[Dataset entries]

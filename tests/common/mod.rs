#![allow(dead_code)]

use std::path::PathBuf;
use std::sync::Arc;

use axum::{
    body::{to_bytes, Body},
    http::{header, HeaderMap, Request, StatusCode},
    Router,
};
use serde_json::{json, Value as JsonValue};
use tower::ServiceExt;
use uuid::Uuid;
use voluntree::{
    config::Config,
    database::{store::NgoRepository, MemoryStore},
    routes,
    services::storage_service::LocalFileStorage,
    AppState,
};

pub const ADMIN_PASSWORD: &str = "admin-password";

pub struct TestApp {
    pub router: Router,
    pub state: AppState,
    pub store: Arc<MemoryStore>,
    pub media: PathBuf,
}

pub struct TestResponse {
    pub status: StatusCode,
    pub headers: HeaderMap,
    pub body: JsonValue,
}

impl TestResponse {
    pub fn redirect_to(&self) -> &str {
        self.body["redirect_to"].as_str().unwrap_or_default()
    }

    pub fn error(&self) -> &str {
        self.body["error"].as_str().unwrap_or_default()
    }

    /// Flash texts in order, regardless of level.
    pub fn messages(&self) -> Vec<String> {
        self.body["messages"]
            .as_array()
            .map(|items| {
                items
                    .iter()
                    .filter_map(|m| m["message"].as_str().map(str::to_string))
                    .collect()
            })
            .unwrap_or_default()
    }
}

/// Hand-built multipart/form-data body.
pub struct Form {
    boundary: String,
    body: Vec<u8>,
}

impl Form {
    pub fn new() -> Self {
        Self {
            boundary: format!("voluntree-{}", Uuid::new_v4().simple()),
            body: Vec::new(),
        }
    }

    pub fn text(mut self, name: &str, value: &str) -> Self {
        self.body.extend_from_slice(
            format!(
                "--{}\r\nContent-Disposition: form-data; name=\"{}\"\r\n\r\n{}\r\n",
                self.boundary, name, value
            )
            .as_bytes(),
        );
        self
    }

    pub fn file(mut self, name: &str, file_name: &str, bytes: &[u8]) -> Self {
        self.body.extend_from_slice(
            format!(
                "--{}\r\nContent-Disposition: form-data; name=\"{}\"; filename=\"{}\"\r\nContent-Type: application/octet-stream\r\n\r\n",
                self.boundary, name, file_name
            )
            .as_bytes(),
        );
        self.body.extend_from_slice(bytes);
        self.body.extend_from_slice(b"\r\n");
        self
    }

    fn finish(mut self) -> (String, Vec<u8>) {
        self.body
            .extend_from_slice(format!("--{}--\r\n", self.boundary).as_bytes());
        (
            format!("multipart/form-data; boundary={}", self.boundary),
            self.body,
        )
    }
}

pub fn event_form(title: &str, max_volunteers: u32) -> Form {
    Form::new()
        .text("title", title)
        .text("description", "Bring water and gloves")
        .text("date", "2030-05-01T09:30")
        .text("location", "Riverside park")
        .text("required_skills", "Lifting, First aid")
        .text("max_volunteers", &max_volunteers.to_string())
        .text("status", "published")
}

impl TestApp {
    pub async fn new() -> Self {
        let media = std::env::temp_dir().join(format!("voluntree-test-{}", Uuid::new_v4()));
        let config = Config {
            server_address: "127.0.0.1:0".into(),
            database_url: "memory://".into(),
            jwt_secret: "test_secret_key".into(),
            session_ttl_hours: 1,
            uploads_dir: media.clone(),
            max_upload_bytes: 1024 * 1024,
            auth_rps: 1000,
            cors_origins: Vec::new(),
            log_format: "pretty".into(),
        };
        let store = Arc::new(MemoryStore::new());
        let storage = Arc::new(LocalFileStorage::new(media.clone(), config.max_upload_bytes));
        let state = AppState::new(store.clone(), storage, Arc::new(config))
            .await
            .expect("app state");
        Self {
            router: routes::router(state.clone()),
            state,
            store,
            media,
        }
    }

    async fn send(&self, request: Request<Body>) -> TestResponse {
        let response = self.router.clone().oneshot(request).await.expect("response");
        let status = response.status();
        let headers = response.headers().clone();
        let bytes = to_bytes(response.into_body(), usize::MAX)
            .await
            .expect("body");
        let body = if bytes.is_empty() {
            JsonValue::Null
        } else {
            serde_json::from_slice(&bytes).unwrap_or(JsonValue::Null)
        };
        TestResponse {
            status,
            headers,
            body,
        }
    }

    fn request(method: &str, path: &str, token: Option<&str>) -> axum::http::request::Builder {
        let builder = Request::builder().method(method).uri(path);
        match token {
            Some(token) => builder.header(header::AUTHORIZATION, format!("Bearer {}", token)),
            None => builder,
        }
    }

    pub async fn get(&self, path: &str, token: Option<&str>) -> TestResponse {
        self.send(Self::request("GET", path, token).body(Body::empty()).unwrap())
            .await
    }

    pub async fn post(&self, path: &str, token: Option<&str>) -> TestResponse {
        self.send(Self::request("POST", path, token).body(Body::empty()).unwrap())
            .await
    }

    pub async fn post_json(&self, path: &str, token: Option<&str>, body: JsonValue) -> TestResponse {
        self.send(
            Self::request("POST", path, token)
                .header(header::CONTENT_TYPE, "application/json")
                .body(Body::from(body.to_string()))
                .unwrap(),
        )
        .await
    }

    pub async fn post_form(&self, path: &str, token: Option<&str>, form: Form) -> TestResponse {
        let (content_type, body) = form.finish();
        self.send(
            Self::request("POST", path, token)
                .header(header::CONTENT_TYPE, content_type)
                .body(Body::from(body))
                .unwrap(),
        )
        .await
    }

    /// Registers a volunteer and returns `(user id, session token)`.
    pub async fn volunteer(&self, username: &str) -> (Uuid, String) {
        let res = self
            .post_json(
                "/accounts/register/volunteer/",
                None,
                json!({
                    "username": username,
                    "email": format!("{}@example.com", username),
                    "password1": "correct-horse",
                    "password2": "correct-horse",
                }),
            )
            .await;
        assert_eq!(res.status, StatusCode::CREATED, "{}", res.body);
        session(&res)
    }

    /// Registers an NGO (pending) and returns `(user id, session token)`.
    pub async fn ngo(&self, username: &str, registration_number: &str) -> (Uuid, String) {
        let res = self
            .post_json(
                "/accounts/register/ngo/",
                None,
                ngo_payload(username, registration_number),
            )
            .await;
        assert_eq!(res.status, StatusCode::CREATED, "{}", res.body);
        session(&res)
    }

    pub async fn admin_token(&self) -> String {
        self.state
            .account_service
            .ensure_admin("root", "root@example.com", ADMIN_PASSWORD)
            .await
            .expect("admin");
        let res = self
            .post_json(
                "/accounts/login/",
                None,
                json!({ "username": "root", "password": ADMIN_PASSWORD }),
            )
            .await;
        assert_eq!(res.status, StatusCode::OK, "{}", res.body);
        session(&res).1
    }

    pub async fn ngo_id(&self, user_id: Uuid) -> Uuid {
        self.store
            .find_ngo_by_user(user_id)
            .await
            .expect("store")
            .expect("ngo record")
            .id
    }

    /// Registers an NGO and has the admin approve it.
    pub async fn approved_ngo(&self, username: &str, registration_number: &str) -> (Uuid, String) {
        let (user_id, token) = self.ngo(username, registration_number).await;
        let admin = self.admin_token().await;
        let ngo_id = self.ngo_id(user_id).await;
        let res = self
            .post(&format!("/admin-panel/ngo/{}/approve/", ngo_id), Some(&admin))
            .await;
        assert_eq!(res.status, StatusCode::OK, "{}", res.body);
        (user_id, token)
    }

    /// Creates an event with a certificate template and returns its id.
    pub async fn event(&self, ngo_token: &str, title: &str, max_volunteers: u32) -> Uuid {
        let res = self
            .post_form(
                "/events/create/",
                Some(ngo_token),
                event_form(title, max_volunteers).file("certificate_file", "template.pdf", b"%PDF-1.4"),
            )
            .await;
        assert_eq!(res.status, StatusCode::CREATED, "{}", res.body);
        Uuid::parse_str(res.body["data"]["id"].as_str().expect("event id")).expect("uuid")
    }

    /// Applies as `volunteer_token` and returns the registration id.
    pub async fn apply(&self, volunteer_token: &str, event_id: Uuid) -> Uuid {
        let res = self
            .post(&format!("/events/{}/register/", event_id), Some(volunteer_token))
            .await;
        assert_eq!(res.status, StatusCode::CREATED, "{}", res.body);
        Uuid::parse_str(res.body["data"]["id"].as_str().expect("registration id")).expect("uuid")
    }
}

impl Drop for TestApp {
    fn drop(&mut self) {
        let _ = std::fs::remove_dir_all(&self.media);
    }
}

pub fn ngo_payload(username: &str, registration_number: &str) -> JsonValue {
    json!({
        "username": username,
        "email": format!("{}@example.com", username),
        "password1": "correct-horse",
        "password2": "correct-horse",
        "organization_name": format!("{} Foundation", username),
        "registration_number": registration_number,
        "description": "Community work",
        "phone": "5550100",
        "address": "1 Main street",
        "city": "Springfield",
        "country": "Freedonia",
        "focus_areas": "Environment, Education",
    })
}

fn session(res: &TestResponse) -> (Uuid, String) {
    let data = &res.body["data"];
    let user_id = Uuid::parse_str(data["user"]["id"].as_str().expect("user id")).expect("uuid");
    let token = data["token"].as_str().expect("token").to_string();
    (user_id, token)
}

# [WORK ORDER]
In the records above, locate each line with the word "accounts". Copy all such lines.

# [TASK SOLUTION]
                "/accounts/register/volunteer/",
                "/accounts/register/ngo/",
                "/accounts/login/",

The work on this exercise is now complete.